The answer is NO. There is no energy density limit (for all three questions).

The easiest way to see this is that the energy density is just the $T^{00}$ component of the stress energy tensor. The solution in GR depends on the full stress energy tensor, so it is not enough to just talk about the energy density. Furthermore, because the energy density is just a component of a tensor, it is a coordinate system dependent quantity.

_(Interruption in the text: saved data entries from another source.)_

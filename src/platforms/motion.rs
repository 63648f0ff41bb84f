//! Platforms domain: waypoint path and the oscillation state machine.

use bevy::prelude::*;
use serde::{Deserialize, Serialize};

/// Distance at which a platform counts as having reached its target.
pub const ARRIVAL_EPSILON: f32 = 0.001;

/// Speeds are floored to this so a platform always makes progress.
pub const MIN_SPEED: f32 = 0.01;

#[derive(Debug, Clone, Copy, PartialEq, Eq, Default, Deserialize, Serialize)]
pub enum MotionAxis {
    X,
    #[default]
    Y,
    Z,
}

impl MotionAxis {
    pub fn unit(self) -> Vec3 {
        match self {
            MotionAxis::X => Vec3::X,
            MotionAxis::Y => Vec3::Y,
            MotionAxis::Z => Vec3::Z,
        }
    }
}

/// Whether the motion axis follows the platform's own rotation.
#[derive(Debug, Clone, Copy, PartialEq, Eq, Default, Deserialize, Serialize)]
pub enum MotionSpace {
    #[default]
    World,
    Local,
}

#[derive(Debug, Clone, Deserialize, Serialize)]
#[serde(default)]
pub struct PlatformConfig {
    pub position: [f32; 2],
    pub size: [f32; 2],
    pub axis: MotionAxis,
    pub space: MotionSpace,
    pub speed: f32,
    pub distance_up: f32,
    pub distance_down: f32,
    pub wait_at_top: f32,
    pub wait_at_bottom: f32,
    pub start_moving_up: bool,
}

impl Default for PlatformConfig {
    fn default() -> Self {
        Self {
            position: [0.0, 0.0],
            size: [160.0, 20.0],
            axis: MotionAxis::Y,
            space: MotionSpace::World,
            speed: 120.0,
            distance_up: 200.0,
            distance_down: 0.0,
            wait_at_top: 0.5,
            wait_at_bottom: 0.0,
            start_moving_up: true,
        }
    }
}

impl PlatformConfig {
    /// Clamp distances and waits to zero and floor the speed.
    pub fn sanitized(mut self) -> Self {
        self.speed = self.speed.max(MIN_SPEED);
        self.distance_up = self.distance_up.max(0.0);
        self.distance_down = self.distance_down.max(0.0);
        self.wait_at_top = self.wait_at_top.max(0.0);
        self.wait_at_bottom = self.wait_at_bottom.max(0.0);
        self.size = self.size.map(|extent| extent.max(1.0));
        self
    }

    /// Direction of travel towards the top waypoint.
    pub fn direction(&self, rotation: Quat) -> Vec3 {
        match self.space {
            MotionSpace::World => self.axis.unit(),
            MotionSpace::Local => rotation * self.axis.unit(),
        }
    }
}

/// Fixed waypoints, computed once from the start position.
#[derive(Debug, Clone, Copy, PartialEq)]
pub struct PlatformPath {
    pub start: Vec3,
    pub top: Vec3,
    pub bottom: Vec3,
}

impl PlatformPath {
    pub fn new(start: Vec3, direction: Vec3, distance_up: f32, distance_down: f32) -> Self {
        let direction = direction.normalize_or_zero();
        Self {
            start,
            top: start + direction * distance_up.max(0.0),
            bottom: start - direction * distance_down.max(0.0),
        }
    }

    pub fn from_config(start: Vec3, rotation: Quat, config: &PlatformConfig) -> Self {
        Self::new(
            start,
            config.direction(rotation),
            config.distance_up,
            config.distance_down,
        )
    }
}

#[derive(Debug, Clone, Copy, PartialEq, Eq)]
pub enum Leg {
    ToTop,
    ToBottom,
}

impl Leg {
    pub fn flipped(self) -> Self {
        match self {
            Leg::ToTop => Leg::ToBottom,
            Leg::ToBottom => Leg::ToTop,
        }
    }

    pub fn target(self, path: &PlatformPath) -> Vec3 {
        match self {
            Leg::ToTop => path.top,
            Leg::ToBottom => path.bottom,
        }
    }
}

#[derive(Debug, Clone, Copy, PartialEq)]
pub enum PlatformPhase {
    Moving(Leg),
    /// Paused at an end; `next` starts once `remaining` runs out.
    Waiting { next: Leg, remaining: f32 },
}

/// Step `current` towards `target` by at most `max_delta`, never overshooting.
pub fn move_towards(current: Vec3, target: Vec3, max_delta: f32) -> Vec3 {
    let offset = target - current;
    let distance = offset.length();
    if distance <= max_delta || distance <= f32::EPSILON {
        return target;
    }
    current + offset / distance * max_delta
}

/// Back-and-forth mover. Runs forever once started.
#[derive(Debug, Clone, PartialEq)]
pub struct PlatformMotion {
    pub phase: PlatformPhase,
    pub speed: f32,
    pub wait_at_top: f32,
    pub wait_at_bottom: f32,
}

impl PlatformMotion {
    pub fn new(config: &PlatformConfig) -> Self {
        let leg = if config.start_moving_up {
            Leg::ToTop
        } else {
            Leg::ToBottom
        };
        Self {
            phase: PlatformPhase::Moving(leg),
            speed: config.speed.max(MIN_SPEED),
            wait_at_top: config.wait_at_top.max(0.0),
            wait_at_bottom: config.wait_at_bottom.max(0.0),
        }
    }

    fn wait_after(&self, leg: Leg) -> f32 {
        match leg {
            Leg::ToTop => self.wait_at_top,
            Leg::ToBottom => self.wait_at_bottom,
        }
    }

    /// Advance one frame and return the new position.
    pub fn tick(&mut self, current: Vec3, dt: f32, path: &PlatformPath) -> Vec3 {
        match self.phase {
            PlatformPhase::Waiting { next, remaining } => {
                let remaining = remaining - dt;
                self.phase = if remaining <= 0.0 {
                    PlatformPhase::Moving(next)
                } else {
                    PlatformPhase::Waiting { next, remaining }
                };
                current
            }
            PlatformPhase::Moving(leg) => {
                let target = leg.target(path);
                let next = move_towards(current, target, self.speed * dt.max(0.0));
                if next.distance(target) > ARRIVAL_EPSILON {
                    return next;
                }

                // Arrived: snap exactly and pause before the return trip
                let wait = self.wait_after(leg);
                self.phase = if wait > 0.0 {
                    PlatformPhase::Waiting {
                        next: leg.flipped(),
                        remaining: wait,
                    }
                } else {
                    PlatformPhase::Moving(leg.flipped())
                };
                target
            }
        }
    }
}
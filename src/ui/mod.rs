//! UI domain: in-run HUD elements.

mod hud_dash;


pub use hud_dash::{CooldownDisplay, DashCooldownHudBuilder, HudConfig};

use bevy::prelude::*;

use crate::core::GameplaySet;
use crate::ui::hud_dash::{spawn_dash_cooldown_ui, update_dash_cooldown_ui};

pub struct UiPlugin;

impl Plugin for UiPlugin {
    fn build(&self, app: &mut App) {
        app.add_systems(Startup, spawn_dash_cooldown_ui)
            .add_systems(
                Update,
                update_dash_cooldown_ui.in_set(GameplaySet::Present),
            );
    }
}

So starting from a solution that doesn't become a blackhole, and has some energy somewhere, we can always choose the coordinate system to make the energy density arbitrarily large.

More clearly stated: Local Lorentz symmetry alone is enough to show that the energy density is not limited in GR. And furthermore since there exist non-zero energy solutions that don't become blackholes, this also answers your second question.

To make the answer to the third question more clear, let's discuss an exact solution. Consider the Robertson-Walker solution with a perfect fluid. Here's an example stress energy tensor for a perfect fluid in the comoving frame:

$T^{ab} =\left( \begin{matrix} \rho & 0 & 0 & 0 \\ 0 & p & 0 & 0 \\ 0 & 0 & p & 0 \\ 0 & 0 & 0 & p \end{matrix} \right)$

Now if we change to a different coordinate system, using the coordinate transformation: $\Lambda^{\mu}{}_{\nu} =\left( \begin{matrix} \gamma &-\beta \gamma & 0 & 0 \\ -\beta \gamma&\gamma&0&0\\ 0&0&1&0\\ 0&0&0&1\\ \end{matrix} \right)$

We see the energy density will transform as: $\rho' = \gamma^2 \rho + p \beta^2 \gamma^2 = \gamma^2 (\rho + p \beta^2)$

So not only can the energy density be arbitrarily large, but even over a finite volume.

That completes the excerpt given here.